Work task: The first line of the data below and every line after it, through the one with "const HASH_VALUE_SIZE: usize", must be transcribed without change.

Exercise materials:
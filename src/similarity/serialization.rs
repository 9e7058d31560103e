//! Fixed-width binary encoding of a `MinHash`.
//!
//! The layout has no padding and uses the native byte order of the machine, so it is meant for
//! persisting sketches and exchanging them between processes on the same platform:
//!
//! ```text
//! [ seed: i64 ][ permutation_count: i32 ][ hash_values: permutation_count * u32 ]
//! ```
//!
//! Permutation parameters are not stored. They are derived again from the seed when decoding.

use super::MinHash;
use crate::permutation::Permutations;
use crate::MinHashError;
use byteorder::{ByteOrder, NativeEndian};
use log::debug;
use std::mem;

const SEED_SIZE: usize = mem::size_of::<i64>();
const COUNT_SIZE: usize = mem::size_of::<i32>();
const HASH_VALUE_SIZE: usize = mem::size_of::<u32>();

/// The number of bytes preceding the hash values in an encoded `MinHash`.
pub const HEADER_SIZE: usize = SEED_SIZE + COUNT_SIZE;

fn header_count(permutation_count: usize) -> Result<i32, MinHashError> {
    if permutation_count > i32::MAX as usize {
        return Err(MinHashError::InvalidArgument(
            "permutation count does not fit in the encoded header",
        ));
    }
    Ok(permutation_count as i32)
}

fn encoded_size(permutation_count: usize) -> Option<usize> {
    permutation_count
        .checked_mul(HASH_VALUE_SIZE)
        .and_then(|payload| payload.checked_add(HEADER_SIZE))
}

impl MinHash {
    /// Returns the number of bytes needed to encode the `MinHash`.
    ///
    /// # Examples
    ///
    /// ```
    /// use minhash_sketch::similarity::MinHash;
    ///
    /// let min_hash = MinHash::new(128).unwrap();
    /// assert_eq!(min_hash.byte_size(), 8 + 4 + 128 * 4);
    /// ```
    pub fn byte_size(&self) -> usize {
        HEADER_SIZE + self.permutation_count() * HASH_VALUE_SIZE
    }

    /// Encodes the `MinHash` into the start of `buf` and returns the number of bytes written.
    /// Bytes past `byte_size()` are left untouched.
    ///
    /// # Errors
    ///
    /// Returns `MinHashError::BufferTooSmall` if `buf` is shorter than `byte_size()`, and
    /// `MinHashError::InvalidArgument` if the permutation count does not fit in the signed 32-bit
    /// header field. Nothing is written on error.
    ///
    /// # Examples
    ///
    /// ```
    /// use minhash_sketch::similarity::MinHash;
    ///
    /// let mut min_hash = MinHash::new(16).unwrap();
    /// min_hash.update("foo");
    ///
    /// let mut buf = vec![0; 128];
    /// assert_eq!(min_hash.serialize_into(&mut buf).unwrap(), 76);
    ///
    /// assert!(min_hash.serialize_into(&mut [0; 16]).is_err());
    /// ```
    pub fn serialize_into(&self, buf: &mut [u8]) -> Result<usize, MinHashError> {
        let required = self.byte_size();
        if buf.len() < required {
            return Err(MinHashError::BufferTooSmall {
                required,
                actual: buf.len(),
            });
        }
        let permutation_count = header_count(self.permutation_count())?;

        NativeEndian::write_i64(&mut buf[..SEED_SIZE], self.seed());
        NativeEndian::write_i32(&mut buf[SEED_SIZE..HEADER_SIZE], permutation_count);
        NativeEndian::write_u32_into(self.hash_values(), &mut buf[HEADER_SIZE..required]);
        Ok(required)
    }

    /// Encodes the `MinHash` into a newly allocated buffer of exactly `byte_size()` bytes.
    ///
    /// # Errors
    ///
    /// Returns `MinHashError::InvalidArgument` if the permutation count does not fit in the
    /// signed 32-bit header field.
    ///
    /// # Examples
    ///
    /// ```
    /// use minhash_sketch::similarity::MinHash;
    ///
    /// let mut min_hash = MinHash::new(128).unwrap();
    /// min_hash.update("foo");
    ///
    /// let bytes = min_hash.to_bytes().unwrap();
    /// assert_eq!(bytes.len(), min_hash.byte_size());
    /// assert_eq!(MinHash::deserialize(&bytes).unwrap(), min_hash);
    /// ```
    pub fn to_bytes(&self) -> Result<Vec<u8>, MinHashError> {
        let mut buf = vec![0; self.byte_size()];
        self.serialize_into(&mut buf)?;
        Ok(buf)
    }

    /// Decodes a `MinHash` from the start of `buf`. The permutations are derived again from the
    /// encoded seed and permutation count. Trailing bytes are ignored.
    ///
    /// # Errors
    ///
    /// Returns `MinHashError::MalformedEncoding` if `buf` is shorter than the header, if the
    /// declared permutation count is not positive, or if `buf` is shorter than the header plus
    /// the declared number of hash values.
    ///
    /// # Examples
    ///
    /// ```
    /// use minhash_sketch::similarity::MinHash;
    ///
    /// let mut min_hash = MinHash::with_seed(64, 42).unwrap();
    /// min_hash.update("foo");
    ///
    /// let bytes = min_hash.to_bytes().unwrap();
    /// let decoded = MinHash::deserialize(&bytes).unwrap();
    /// assert_eq!(decoded, min_hash);
    /// assert_eq!(decoded.seed(), 42);
    ///
    /// assert!(MinHash::deserialize(&bytes[..bytes.len() - 1]).is_err());
    /// ```
    pub fn deserialize(buf: &[u8]) -> Result<MinHash, MinHashError> {
        if buf.len() < HEADER_SIZE {
            return Err(MinHashError::MalformedEncoding(
                "buffer is shorter than the header",
            ));
        }
        let seed = NativeEndian::read_i64(&buf[..SEED_SIZE]);
        let permutation_count = NativeEndian::read_i32(&buf[SEED_SIZE..HEADER_SIZE]);
        if permutation_count <= 0 {
            return Err(MinHashError::MalformedEncoding(
                "declared permutation count is not positive",
            ));
        }
        let permutation_count = permutation_count as usize;
        let required = match encoded_size(permutation_count) {
            Some(required) if required <= buf.len() => required,
            _ => {
                return Err(MinHashError::MalformedEncoding(
                    "buffer is shorter than the declared permutation count",
                ))
            }
        };

        debug!(
            "Decoding MinHash with {} permutations and seed {}.",
            permutation_count, seed
        );
        let mut min_hash =
            MinHash::from_permutations(seed, Permutations::generate(seed, permutation_count));
        NativeEndian::read_u32_into(&buf[HEADER_SIZE..required], min_hash.hash_values_mut());
        Ok(min_hash)
    }
}
use crate::permutation::{self, Permutations};
use crate::util;
use crate::MinHashError;
use byteorder::{ByteOrder, LittleEndian};
use log::{debug, trace};
#[cfg(feature = "serde")]
use serde_crate::{Deserialize, Serialize};
use std::cmp;
#[cfg(feature = "serde")]
use std::convert::TryFrom;
use std::hash::Hash;

/// The value of every slot in an empty `MinHash`. Permuted hashes are truncated to 32 bits, so no
/// digested item can produce a larger value.
pub const MAX_HASH: u32 = u32::MAX;

/// The number of permutations used by `MinHash::default`.
pub const DEFAULT_PERMUTATION_COUNT: usize = 128;

/// The seed used by `MinHash::new` and `MinHash::default`.
pub const DEFAULT_SEED: i64 = 1;

/// `MinHash` is a sketch of a set that can estimate the Jaccard Similarity between two sets and
/// the cardinality of a set without storing the items of the set.
///
/// Each of the `permutation_count` slots simulates a random permutation of the 32-bit hash space
/// with a universal hash function `x -> ((a * x + b) mod M) & 0xFFFF_FFFF`, where `M` is the
/// Mersenne prime `2^61 - 1`, and keeps the minimum permuted value of every item digested so far.
/// The probability that two sets agree on a slot is equal to their Jaccard Similarity, so the
/// fraction of agreeing slots is an unbiased estimate of it with a standard error of
/// `O(1 / sqrt(permutation_count))`.
///
/// Two sketches can only be compared or combined if they share a seed and a permutation count.
///
/// # Examples
///
/// ```
/// use minhash_sketch::similarity::MinHash;
///
/// let mut m1 = MinHash::new(256).unwrap();
/// let mut m2 = MinHash::new(256).unwrap();
///
/// for item in "the cat sat on a mat".split(' ') {
///     m1.update(item);
/// }
/// for item in "the cat sat on the mat".split(' ') {
///     m2.update(item);
/// }
///
/// let similarity = m1.jaccard(&m2).unwrap();
/// assert!(0.0 <= similarity && similarity <= 1.0);
///
/// m1.merge(&m2).unwrap();
/// assert!(m1.jaccard(&m2).unwrap() >= similarity);
/// ```
#[derive(Clone, Debug)]
#[cfg_attr(
    feature = "serde",
    derive(Deserialize, Serialize),
    serde(
        crate = "serde_crate",
        try_from = "MinHashRepr",
        into = "MinHashRepr"
    )
)]
pub struct MinHash {
    seed: i64,
    permutations: Permutations,
    hash_values: Vec<u32>,
}

impl MinHash {
    /// Constructs a new, empty `MinHash` with `permutation_count` permutations and the default
    /// seed.
    ///
    /// # Errors
    ///
    /// Returns `MinHashError::InvalidArgument` if `permutation_count` is zero or does not fit in
    /// 32 bits.
    ///
    /// # Examples
    ///
    /// ```
    /// use minhash_sketch::similarity::MinHash;
    ///
    /// let min_hash = MinHash::new(128).unwrap();
    /// assert!(min_hash.is_empty());
    /// assert!(MinHash::new(0).is_err());
    /// ```
    pub fn new(permutation_count: usize) -> Result<Self, MinHashError> {
        Self::with_seed(permutation_count, DEFAULT_SEED)
    }

    /// Constructs a new, empty `MinHash` with `permutation_count` permutations derived from
    /// `seed`.
    ///
    /// # Errors
    ///
    /// Returns `MinHashError::InvalidArgument` if `permutation_count` is zero or does not fit in
    /// 32 bits.
    ///
    /// # Examples
    ///
    /// ```
    /// use minhash_sketch::similarity::MinHash;
    ///
    /// let min_hash = MinHash::with_seed(64, -7).unwrap();
    /// assert_eq!(min_hash.seed(), -7);
    /// assert_eq!(min_hash.permutation_count(), 64);
    /// ```
    pub fn with_seed(permutation_count: usize, seed: i64) -> Result<Self, MinHashError> {
        let permutations = Permutations::new(seed, permutation_count)?;
        debug!(
            "Constructed MinHash with {} permutations and seed {}.",
            permutation_count, seed
        );
        Ok(Self::from_permutations(seed, permutations))
    }

    pub(crate) fn from_permutations(seed: i64, permutations: Permutations) -> Self {
        MinHash {
            seed,
            hash_values: vec![MAX_HASH; permutations.len()],
            permutations,
        }
    }

    /// Digests the output of a hash function applied to an item. Only the first 4 bytes of
    /// `digest` are used, read as a little-endian unsigned integer.
    ///
    /// # Errors
    ///
    /// Returns `MinHashError::InvalidArgument` if `digest` is shorter than 4 bytes. The sketch is
    /// left unchanged.
    ///
    /// # Examples
    ///
    /// ```
    /// use minhash_sketch::similarity::MinHash;
    ///
    /// let mut min_hash = MinHash::new(128).unwrap();
    /// min_hash.digest(&[0xDE, 0xAD, 0xBE, 0xEF]).unwrap();
    /// assert!(!min_hash.is_empty());
    ///
    /// assert!(min_hash.digest(&[0xDE, 0xAD]).is_err());
    /// ```
    pub fn digest(&mut self, digest: &[u8]) -> Result<(), MinHashError> {
        let value = util::leading_word(digest).ok_or(MinHashError::InvalidArgument(
            "digest must be at least 4 bytes",
        ))?;
        self.digest_word(value);
        Ok(())
    }

    fn digest_word(&mut self, value: u32) {
        for (hash_value, (a, b)) in self.hash_values.iter_mut().zip(self.permutations.iter()) {
            *hash_value = cmp::min(*hash_value, permutation::permute(a, b, value));
        }
    }

    /// Hashes `item` with a fixed-key SipHash and digests the result. Use `digest` to supply a
    /// different hash function.
    ///
    /// # Examples
    ///
    /// ```
    /// use minhash_sketch::similarity::MinHash;
    ///
    /// let mut m1 = MinHash::new(128).unwrap();
    /// let mut m2 = MinHash::new(128).unwrap();
    ///
    /// m1.update("foo");
    /// m1.update("bar");
    /// m2.update("bar");
    /// m2.update("foo");
    ///
    /// assert_eq!(m1, m2);
    /// ```
    pub fn update<U>(&mut self, item: &U)
    where
        U: Hash + ?Sized,
    {
        let digest = util::item_digest(item);
        self.digest_word(LittleEndian::read_u32(&digest[..4]));
    }

    pub(crate) fn check_compatible(&self, other: &MinHash) -> Result<(), MinHashError> {
        if self.seed != other.seed {
            return Err(MinHashError::IncompatibleSketch(
                "sketches have different seeds",
            ));
        }
        if self.hash_values.len() != other.hash_values.len() {
            return Err(MinHashError::IncompatibleSketch(
                "sketches have different numbers of permutations",
            ));
        }
        Ok(())
    }

    /// Merges `other` into `self`, making `self` the sketch of the union of both sets. `other` is
    /// not modified.
    ///
    /// # Errors
    ///
    /// Returns `MinHashError::IncompatibleSketch` if the seeds or the permutation counts differ.
    /// `self` is left unchanged.
    ///
    /// # Examples
    ///
    /// ```
    /// use minhash_sketch::similarity::MinHash;
    ///
    /// let mut m1 = MinHash::new(128).unwrap();
    /// m1.update("foo");
    ///
    /// let mut m2 = MinHash::new(128).unwrap();
    /// m2.update("bar");
    ///
    /// let mut expected = MinHash::new(128).unwrap();
    /// expected.update("foo");
    /// expected.update("bar");
    ///
    /// m1.merge(&m2).unwrap();
    /// assert_eq!(m1, expected);
    /// ```
    pub fn merge(&mut self, other: &MinHash) -> Result<(), MinHashError> {
        self.check_compatible(other)?;
        trace!(
            "Merging MinHash sketches with {} permutations.",
            self.hash_values.len()
        );
        for (value, other_value) in self.hash_values.iter_mut().zip(&other.hash_values) {
            *value = cmp::min(*value, *other_value);
        }
        Ok(())
    }

    /// Returns a new `MinHash` that is the sketch of the union of all sets in `sketches`. None of
    /// the inputs are modified.
    ///
    /// # Errors
    ///
    /// Returns `MinHashError::IncompatibleSketch` if fewer than two sketches are given, or if the
    /// sketches do not all share a seed and a permutation count.
    ///
    /// # Examples
    ///
    /// ```
    /// use minhash_sketch::similarity::MinHash;
    ///
    /// let mut m1 = MinHash::new(128).unwrap();
    /// m1.update("foo");
    /// let mut m2 = MinHash::new(128).unwrap();
    /// m2.update("bar");
    /// let mut m3 = MinHash::new(128).unwrap();
    /// m3.update("baz");
    ///
    /// let union = MinHash::union(&[&m1, &m2, &m3]).unwrap();
    ///
    /// let mut expected = MinHash::new(128).unwrap();
    /// for item in &["foo", "bar", "baz"] {
    ///     expected.update(item);
    /// }
    /// assert_eq!(union, expected);
    /// ```
    pub fn union(sketches: &[&MinHash]) -> Result<MinHash, MinHashError> {
        if sketches.len() < 2 {
            return Err(MinHashError::IncompatibleSketch(
                "cannot union fewer than two sketches",
            ));
        }
        let first = sketches[0];
        for sketch in &sketches[1..] {
            first.check_compatible(sketch)?;
        }

        debug!(
            "Computing the union of {} MinHash sketches with {} permutations.",
            sketches.len(),
            first.hash_values.len()
        );
        let mut ret = first.clone();
        for sketch in &sketches[1..] {
            for (value, other_value) in ret.hash_values.iter_mut().zip(&sketch.hash_values) {
                *value = cmp::min(*value, *other_value);
            }
        }
        Ok(ret)
    }

    /// Returns the estimated Jaccard Similarity between the sets sketched by `self` and `other`:
    /// the fraction of slots holding equal minimum hash values.
    ///
    /// # Errors
    ///
    /// Returns `MinHashError::IncompatibleSketch` if the seeds or the permutation counts differ.
    ///
    /// # Examples
    ///
    /// ```
    /// use minhash_sketch::similarity::MinHash;
    ///
    /// let mut m1 = MinHash::new(128).unwrap();
    /// m1.update("foo");
    ///
    /// assert_eq!(m1.jaccard(&m1).unwrap(), 1.0);
    ///
    /// let m2 = MinHash::with_seed(128, 2).unwrap();
    /// assert!(m1.jaccard(&m2).is_err());
    /// ```
    pub fn jaccard(&self, other: &MinHash) -> Result<f64, MinHashError> {
        self.check_compatible(other)?;
        let matches = self
            .hash_values
            .iter()
            .zip(&other.hash_values)
            .filter(|(value, other_value)| value == other_value)
            .count();
        Ok(matches as f64 / self.hash_values.len() as f64)
    }

    /// Returns the estimated number of distinct items digested into the `MinHash`.
    ///
    /// The estimate is `k / sum(hash_values[i] / MAX_HASH) - 1` for `k` permutations. It is not
    /// bias-corrected and degrades for very small or very large cardinalities.
    ///
    /// # Examples
    ///
    /// ```
    /// use minhash_sketch::similarity::MinHash;
    ///
    /// let mut min_hash = MinHash::new(1024).unwrap();
    /// assert_eq!(min_hash.count(), 0.0);
    ///
    /// for item in 0..1000u32 {
    ///     min_hash.update(&item);
    /// }
    /// assert!((min_hash.count() - 1000.0).abs() < 250.0);
    /// ```
    pub fn count(&self) -> f64 {
        let len = self.hash_values.len() as f64;
        let sum = self
            .hash_values
            .iter()
            .map(|value| f64::from(*value) / f64::from(MAX_HASH))
            .sum::<f64>();
        len / sum - 1.0
    }

    /// Returns `true` if no item has been digested into the `MinHash`, that is, if every slot
    /// still holds `MAX_HASH`.
    ///
    /// # Examples
    ///
    /// ```
    /// use minhash_sketch::similarity::MinHash;
    ///
    /// let mut min_hash = MinHash::new(128).unwrap();
    /// assert!(min_hash.is_empty());
    ///
    /// min_hash.update("foo");
    /// assert!(!min_hash.is_empty());
    /// ```
    pub fn is_empty(&self) -> bool {
        self.hash_values.iter().all(|value| *value == MAX_HASH)
    }

    /// Returns the seed the permutations were derived from.
    pub fn seed(&self) -> i64 {
        self.seed
    }

    /// Returns the number of permutations used by the `MinHash`.
    ///
    /// # Examples
    ///
    /// ```
    /// use minhash_sketch::similarity::MinHash;
    ///
    /// let min_hash = MinHash::new(100).unwrap();
    /// assert_eq!(min_hash.permutation_count(), 100);
    /// ```
    pub fn permutation_count(&self) -> usize {
        self.hash_values.len()
    }

    /// Returns the minimum permuted hash value of every slot.
    pub fn hash_values(&self) -> &[u32] {
        &self.hash_values
    }

    pub(crate) fn hash_values_mut(&mut self) -> &mut [u32] {
        &mut self.hash_values
    }

    /// Returns the permutation parameters of the `MinHash`.
    pub fn permutations(&self) -> &Permutations {
        &self.permutations
    }
}

impl Default for MinHash {
    fn default() -> Self {
        Self::from_permutations(
            DEFAULT_SEED,
            Permutations::generate(DEFAULT_SEED, DEFAULT_PERMUTATION_COUNT),
        )
    }
}

impl PartialEq for MinHash {
    fn eq(&self, other: &MinHash) -> bool {
        self.seed == other.seed && self.hash_values == other.hash_values
    }
}

// Permutations are a function of the seed and the slot count, so only those are persisted and the
// parameters are derived again on the way in.
#[cfg(feature = "serde")]
#[derive(Deserialize, Serialize)]
#[serde(crate = "serde_crate")]
struct MinHashRepr {
    seed: i64,
    hash_values: Vec<u32>,
}

#[cfg(feature = "serde")]
impl From<MinHash> for MinHashRepr {
    fn from(min_hash: MinHash) -> Self {
        MinHashRepr {
            seed: min_hash.seed,
            hash_values: min_hash.hash_values,
        }
    }
}

#[cfg(feature = "serde")]
impl TryFrom<MinHashRepr> for MinHash {
    type Error = MinHashError;

    fn try_from(repr: MinHashRepr) -> Result<Self, Self::Error> {
        let permutations = Permutations::new(repr.seed, repr.hash_values.len())?;
        Ok(MinHash {
            seed: repr.seed,
            permutations,
            hash_values: repr.hash_values,
        })
    }
}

Task solution:
filename src/similarity/serialization.rs
repository 9e7058d31560103e
//! Fixed-width binary encoding of a `MinHash`.
//!
//! The layout has no padding and uses the native byte order of the machine, so it is meant for
//! persisting sketches and exchanging them between processes on the same platform:
//!
//! ```text
//! [ seed: i64 ][ permutation_count: i32 ][ hash_values: permutation_count * u32 ]
//! ```
//!
//! Permutation parameters are not stored. They are derived again from the seed when decoding.

use super::MinHash;
use crate::permutation::Permutations;
use crate::MinHashError;
use byteorder::{ByteOrder, NativeEndian};
use log::debug;
use std::mem;

const SEED_SIZE: usize = mem::size_of::<i64>();
const COUNT_SIZE: usize = mem::size_of::<i32>();
const HASH_VALUE_SIZE: usize = mem::size_of::<u32>();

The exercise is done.